Muchos entendieron la educación remota como la incansable asignación de tareas sin interacción. Otros, como la oportunidad de trabajar menos. Para para la mayoría, esta situación se ha constituido en reto, en desafío. Aprender a desconfiar de nuestras propias certezas sobre la educación; aprender a seguir distantemente cerca. Este involuntario oxímoron no es más que el reflejo de la realidad. El Covid 19 nos muestra nuestra fragilidad, la fragilidad del sistema, la fragilidad incluso de nuestros saberes, cuando se nos enfrenta a una manera nueva de ponerlos en escena. Es quizá un ejemplo propicio de la entropía educativa, esa tendencia al caos, a la dispersión de los elementos, que debería llevarnos a un nuevo orden, a unas nuevas formas de comprensión de lo educativo.
Esta pandemia no tiene una pedagogía propia.

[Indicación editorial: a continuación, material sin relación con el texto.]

//! Report writers.
//!
//! Every run appends to three pairs of reports in the report directory (the
//! target root unless configured otherwise):
//!
//! | report | text | JSON Lines |
//! |---|---|---|
//! | duplicate scan | `mediadupe_scan.txt` | `mediadupe_scan.jsonl` |
//! | resolution actions | `mediadupe_actions.txt` | `mediadupe_actions.jsonl` |
//! | near-duplicate videos | `mediadupe_near_duplicates.txt` | `mediadupe_near_duplicates.jsonl` |
//!
//! Reports are append-only; each run starts with a header block or record.
//!
//! # Example
//!
//! ```no_run
//! use mediadupe::duplicates::DuplicateFinder;
//! use mediadupe::output::{ReportContext, ReportWriter};
//! use std::path::Path;
//!
//! let target = Path::new("/photos");
//! let outcome = DuplicateFinder::with_defaults().find_duplicates(target).unwrap();
//! let writer = ReportWriter::new(target, ReportContext::new(target, "20240101_120000", true));
//! writer.write_scan(&outcome).unwrap();
//! ```

pub mod json;
pub mod text;

use std::fs::{self, File, OpenOptions};
use std::io::Write;
use std::path::{Path, PathBuf};

use chrono::{DateTime, Local};

use crate::duplicates::{NearDuplicateReport, ScanOutcome};
use crate::resolve::ResolveSummary;

pub use json::{ActionLine, NearLine, ScanLine};
pub use text::{render_actions_report, render_near_report, render_scan_report};

/// Scan report, human-readable.
pub const SCAN_TEXT: &str = "mediadupe_scan.txt";
/// Scan report, JSON Lines.
pub const SCAN_JSONL: &str = "mediadupe_scan.jsonl";
/// Action log, human-readable.
pub const ACTIONS_TEXT: &str = "mediadupe_actions.txt";
/// Action log, JSON Lines.
pub const ACTIONS_JSONL: &str = "mediadupe_actions.jsonl";
/// Near-duplicate report, human-readable.
pub const NEAR_TEXT: &str = "mediadupe_near_duplicates.txt";
/// Near-duplicate report, JSON Lines.
pub const NEAR_JSONL: &str = "mediadupe_near_duplicates.jsonl";

/// Errors that can occur while writing reports.
#[derive(thiserror::Error, Debug)]
pub enum ReportError {
    /// JSON serialization error
    #[error("JSON serialization error: {0}")]
    Serialization(#[from] serde_json::Error),

    /// I/O error during writing
    #[error("Cannot write report {path}: {source}")]
    Io {
        /// Report path
        path: PathBuf,
        /// Underlying error
        #[source]
        source: std::io::Error,
    },
}

/// Run details repeated in every report header.
#[derive(Debug, Clone)]
pub struct ReportContext {
    /// Target root
    pub root: PathBuf,
    /// Run identifier
    pub run_id: String,
    /// Whether subdirectories were scanned
    pub recursive: bool,
    /// When the reports were generated
    pub generated_at: DateTime<Local>,
}

impl ReportContext {
    /// Context stamped with the current time.
    #[must_use]
    pub fn new(root: &Path, run_id: &str, recursive: bool) -> Self {
        Self {
            root: root.to_path_buf(),
            run_id: run_id.to_string(),
            recursive,
            generated_at: Local::now(),
        }
    }

    pub(crate) fn timestamp(&self) -> String {
        self.generated_at.format("%Y-%m-%d %H:%M:%S").to_string()
    }
}

/// Appends reports to a directory.
#[derive(Debug, Clone)]
pub struct ReportWriter {
    dir: PathBuf,
    context: ReportContext,
}

impl ReportWriter {
    /// Write into `dir`.
    #[must_use]
    pub fn new(dir: &Path, context: ReportContext) -> Self {
        Self {
            dir: dir.to_path_buf(),
            context,
        }
    }

    /// Full path of a report file.
    #[must_use]
    pub fn path(&self, name: &str) -> PathBuf {
        self.dir.join(name)
    }

    /// Append the duplicate scan report pair.
    ///
    /// # Errors
    ///
    /// Returns an error if a report cannot be written.
    pub fn write_scan(&self, outcome: &ScanOutcome) -> Result<(), ReportError> {
        self.append(SCAN_TEXT, render_scan_report(outcome, &self.context).as_bytes())?;
        self.append_lines(SCAN_JSONL, &json::scan_lines(outcome, &self.context))
    }

    /// Append the action log pair.
    ///
    /// # Errors
    ///
    /// Returns an error if a report cannot be written.
    pub fn write_actions(&self, summary: &ResolveSummary, mode: &str) -> Result<(), ReportError> {
        self.append(
            ACTIONS_TEXT,
            render_actions_report(summary, mode, &self.context).as_bytes(),
        )?;
        self.append_lines(ACTIONS_JSONL, &json::action_lines(summary, mode, &self.context))
    }

    /// Append the near-duplicate report pair.
    ///
    /// # Errors
    ///
    /// Returns an error if a report cannot be written.
    pub fn write_near(&self, report: &NearDuplicateReport) -> Result<(), ReportError> {
        self.append(NEAR_TEXT, render_near_report(report, &self.context).as_bytes())?;
        self.append_lines(NEAR_JSONL, &json::near_lines(report, &self.context))
    }

    fn open(&self, name: &str) -> Result<(File, PathBuf), ReportError> {
        let path = self.path(name);
        let io_err = |source| ReportError::Io {
            path: path.clone(),
            source,
        };
        fs::create_dir_all(&self.dir).map_err(io_err)?;
        let file = OpenOptions::new()
            .create(true)
            .append(true)
            .open(&path)
            .map_err(io_err)?;
        Ok((file, path))
    }

    fn append(&self, name: &str, bytes: &[u8]) -> Result<(), ReportError> {
        let (mut file, path) = self.open(name)?;
        file.write_all(bytes)
            .map_err(|source| ReportError::Io { path, source })
    }

    fn append_lines<T: serde::Serialize>(&self, name: &str, lines: &[T]) -> Result<(), ReportError> {
        let mut buf = String::new();
        for line in lines {
            buf.push_str(&serde_json::to_string(line)?);
            buf.push('\n');
        }
        self.append(name, buf.as_bytes())
    }
}
//! Human-readable reports.

use std::fmt::Write;

use bytesize::ByteSize;

use super::json::ordered_groups;
use super::ReportContext;
use crate::duplicates::{DuplicateGroup, NearDuplicateReport, ScanOutcome, SkipReason};
use crate::resolve::{FileStatus, ResolveSummary};

const RULE: &str = "============================================================";

/// Render the duplicate scan report.
///
/// Groups are listed by descending member count, each with its members and
/// their sidecars.
#[must_use]
pub fn render_scan_report(outcome: &ScanOutcome, context: &ReportContext) -> String {
    let summary = &outcome.summary;
    let mut out = String::new();

    let _ = writeln!(out, "{RULE}");
    let _ = writeln!(out, "mediadupe scan report");
    let _ = writeln!(out, "Generated:     {}", context.timestamp());
    let _ = writeln!(out, "Run:           {}", context.run_id);
    let _ = writeln!(out, "Base dir:      {}", context.root.display());
    let _ = writeln!(out, "Recursive:     {}", context.recursive);
    let _ = writeln!(
        out,
        "Indexed files: {} ({})",
        summary.total_files,
        ByteSize(summary.total_size)
    );
    if summary.sidecar_files > 0 || summary.orphan_sidecars > 0 {
        let _ = writeln!(
            out,
            "Sidecars:      {} attached, {} orphaned",
            summary.sidecar_files, summary.orphan_sidecars
        );
    }
    let _ = writeln!(out, "{RULE}");

    for (i, group) in ordered_groups(&outcome.groups).into_iter().enumerate() {
        write_group(&mut out, i + 1, group);
    }

    if !outcome.orphans.is_empty() {
        let _ = writeln!(out, "\nOrphan sidecars (not processed):");
        for orphan in &outcome.orphans {
            let _ = writeln!(out, "    {}", orphan.path.display());
        }
    }

    let reclaimable: u64 = outcome.groups.iter().map(DuplicateGroup::wasted_space).sum();
    let _ = writeln!(out, "\nSummary:");
    let _ = writeln!(out, "  Duplicate groups: {}", outcome.groups.len());
    let _ = writeln!(out, "  Reclaimable:      {}", ByteSize(reclaimable));
    if !summary.scan_errors.is_empty() {
        let _ = writeln!(out, "  Unreadable files: {}", summary.scan_errors.len());
        for err in &summary.scan_errors {
            let _ = writeln!(out, "    {err}");
        }
    }
    out.push('\n');
    out
}

fn write_group(out: &mut String, index: usize, group: &DuplicateGroup) {
    let _ = writeln!(
        out,
        "\n[{}] DIGEST={} members={} size={} potential_savings={}",
        index,
        group.digest_hex(),
        group.len(),
        ByteSize(group.size()),
        ByteSize(group.wasted_space())
    );
    for member in &group.members {
        match member.primary.captured {
            Some(date) => {
                let _ = writeln!(out, "    {}  (captured {})", member.primary.path.display(), date);
            }
            None => {
                let _ = writeln!(out, "    {}", member.primary.path.display());
            }
        }
        for sidecar in &member.sidecars {
            let _ = writeln!(out, "      + {}", sidecar.path.display());
        }
    }
}

/// Render the action log for one resolution pass.
#[must_use]
pub fn render_actions_report(summary: &ResolveSummary, mode: &str, context: &ReportContext) -> String {
    let mut out = String::new();
    let _ = writeln!(
        out,
        "=== {} mode={}{} run={} ===",
        context.timestamp(),
        mode,
        if summary.dry_run { " (dry run)" } else { "" },
        context.run_id
    );

    for record in &summary.records {
        let (action, outcome) = (&record.action, &record.outcome);
        let _ = writeln!(
            out,
            "GROUP {}{}",
            action.group,
            match (outcome.replayed, outcome.abandoned) {
                (true, true) => " (replayed, abandoned)",
                (true, false) => " (replayed)",
                _ => "",
            }
        );
        let _ = writeln!(out, "KEEP {} ({})", action.keeper.display(), action.keeper_reason);
        for file in &outcome.files {
            let src = file.source.display();
            let dst = file
                .destination
                .as_ref()
                .map(|d| d.display().to_string())
                .unwrap_or_default();
            let line = match &file.status {
                FileStatus::Moved | FileStatus::Copied => format!("MOVED {src} -> {dst}"),
                FileStatus::Deleted => format!("DELETED {src}"),
                FileStatus::AlreadyDone => format!("DONE {src}"),
                FileStatus::Planned if file.destination.is_some() => {
                    format!("WOULD MOVE {src} -> {dst}")
                }
                FileStatus::Planned => format!("WOULD DELETE {src}"),
                FileStatus::Skipped => format!("SKIPPED {src}"),
                FileStatus::Failed { error } => format!("FAILED {src}: {error}"),
            };
            let _ = writeln!(out, "{line}");
        }
    }

    let _ = writeln!(
        out,
        "--- {} completed, {} failed, {} already resolved, {} files, {} ---\n",
        summary.completed(),
        summary.failed(),
        summary.already_resolved,
        summary.files_actioned(),
        ByteSize(summary.bytes_actioned())
    );
    out
}

/// Render the advisory near-duplicate report.
#[must_use]
pub fn render_near_report(report: &NearDuplicateReport, context: &ReportContext) -> String {
    let mut out = String::new();
    let _ = writeln!(
        out,
        "=== {} near-duplicate videos (advisory, nothing was changed) run={} ===",
        context.timestamp(),
        context.run_id
    );
    match report.skipped {
        Some(SkipReason::ProbeUnavailable) => {
            let _ = writeln!(out, "Skipped: video probe not available");
        }
        Some(SkipReason::Disabled) => {
            let _ = writeln!(out, "Skipped: disabled by configuration");
        }
        Some(SkipReason::Interrupted) => {
            let _ = writeln!(out, "Skipped: interrupted");
        }
        None => {
            let _ = writeln!(
                out,
                "Videos: {} considered, {} probed, {} candidate pairs",
                report.input_videos,
                report.probed,
                report.candidates.len()
            );
        }
    }
    for c in &report.candidates {
        let (a, b) = c.paths();
        let _ = writeln!(
            out,
            "{} ({:.3}s, {}) ~ {} ({:.3}s, {})  delta={:.0}ms",
            a.display(),
            c.first.signature.duration_secs,
            c.first.signature.codec.as_deref().unwrap_or("?"),
            b.display(),
            c.second.signature.duration_secs,
            c.second.signature.codec.as_deref().unwrap_or("?"),
            c.duration_delta() * 1000.0
        );
    }
    out.push('\n');
    out
}
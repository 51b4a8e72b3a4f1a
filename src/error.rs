//! Structured error handling and exit codes.

use serde::Serialize;

use crate::checkpoint::CheckpointError;
use crate::config::ConfigError;
use crate::duplicates::FinderError;
use crate::resolve::ResolveError;

/// Exit codes for mediadupe.
///
/// - 0: Success (completed normally, duplicates found or resolved)
/// - 1: General error (unexpected failure)
/// - 2: No duplicates found
/// - 3: Partial success (unreadable files or failed actions)
/// - 4: Checkpoint corrupt; rerun with `--discard-checkpoint` to start over
/// - 5: Configuration error, reported before anything was changed
/// - 130: Interrupted by user (Ctrl+C)
#[derive(Debug, Clone, Copy, PartialEq, Eq, Serialize)]
pub enum ExitCode {
    /// Success.
    Success = 0,
    /// An unexpected error occurred.
    GeneralError = 1,
    /// Scan completed but no duplicates were found.
    NoDuplicates = 2,
    /// Completed with non-fatal errors.
    PartialSuccess = 3,
    /// The checkpoint is malformed.
    CheckpointCorruption = 4,
    /// Invalid configuration or target.
    ConfigError = 5,
    /// Interrupted by user (Ctrl+C).
    Interrupted = 130,
}

impl ExitCode {
    /// Get the numeric exit code.
    #[must_use]
    pub fn as_i32(self) -> i32 {
        self as i32
    }

    /// Get the machine-readable code prefix.
    #[must_use]
    pub fn code_prefix(self) -> &'static str {
        match self {
            Self::Success => "MD000",
            Self::GeneralError => "MD001",
            Self::NoDuplicates => "MD002",
            Self::PartialSuccess => "MD003",
            Self::CheckpointCorruption => "MD004",
            Self::ConfigError => "MD005",
            Self::Interrupted => "MD130",
        }
    }

    /// Exit code for an error that ended the run.
    ///
    /// Walks the `anyhow` chain looking for a typed cause.
    #[must_use]
    pub fn for_error(err: &anyhow::Error) -> Self {
        for cause in err.chain() {
            if let Some(e) = cause.downcast_ref::<CheckpointError>() {
                if e.is_corruption() {
                    return Self::CheckpointCorruption;
                }
            }
            if cause.downcast_ref::<ConfigError>().is_some() {
                return Self::ConfigError;
            }
            match cause.downcast_ref::<FinderError>() {
                Some(FinderError::Interrupted) => return Self::Interrupted,
                Some(FinderError::PathNotFound(_) | FinderError::NotADirectory(_)) => {
                    return Self::ConfigError
                }
                Some(FinderError::Checkpoint(e)) if e.is_corruption() => {
                    return Self::CheckpointCorruption
                }
                _ => {}
            }
            match cause.downcast_ref::<ResolveError>() {
                Some(ResolveError::Interrupted) => return Self::Interrupted,
                Some(ResolveError::Checkpoint(e)) if e.is_corruption() => {
                    return Self::CheckpointCorruption
                }
                _ => {}
            }
        }
        Self::GeneralError
    }
}

/// Structured error information for JSON output.
#[derive(Debug, Serialize)]
pub struct StructuredError {
    /// The error code (e.g., "MD001")
    pub code: String,
    /// The exit code number
    pub exit_code: i32,
    /// Human-readable error message
    pub message: String,
    /// Whether the operation was interrupted
    pub interrupted: bool,
}

impl StructuredError {
    /// Create a new structured error from an anyhow error and an exit code.
    #[must_use]
    pub fn new(err: &anyhow::Error, exit_code: ExitCode) -> Self {
        Self {
            code: exit_code.code_prefix().to_string(),
            exit_code: exit_code.as_i32(),
            message: format!("{err:#}"),
            interrupted: exit_code == ExitCode::Interrupted,
        }
    }
}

Sin embargo, los maestros, a partir de la comprensión del contexto, tenemos el imperativo ético de continuar educando, no solo en la carpintería de la disciplina, sino en la condición humana, en la necesidad del respeto a las normas, en el respeto por el otro, en la comprensión de que, si cuidamos al otro, nos estamos cuidando nosotros mismos. No hay una didáctica sino miles, todas las formas que cada maestro tiene para hacer llegar su voz a los estudiantes, cada forma que tenemos también de escuchar, de dar la palabra. En estos momentos coyunturales, escuchar a nuestros estudiantes es también una forma esencial de educar.
No es pues el momento del silencio, es el momento de la conversación, del diálogo constructivo, de no perder el norte de nuestra labor. Hemos cerrado las aulas, no la educación. Esa es la invitación que nos hace la sociedad hoy, y que define, de alguna manera, nuestra naturaleza: Ser maestros.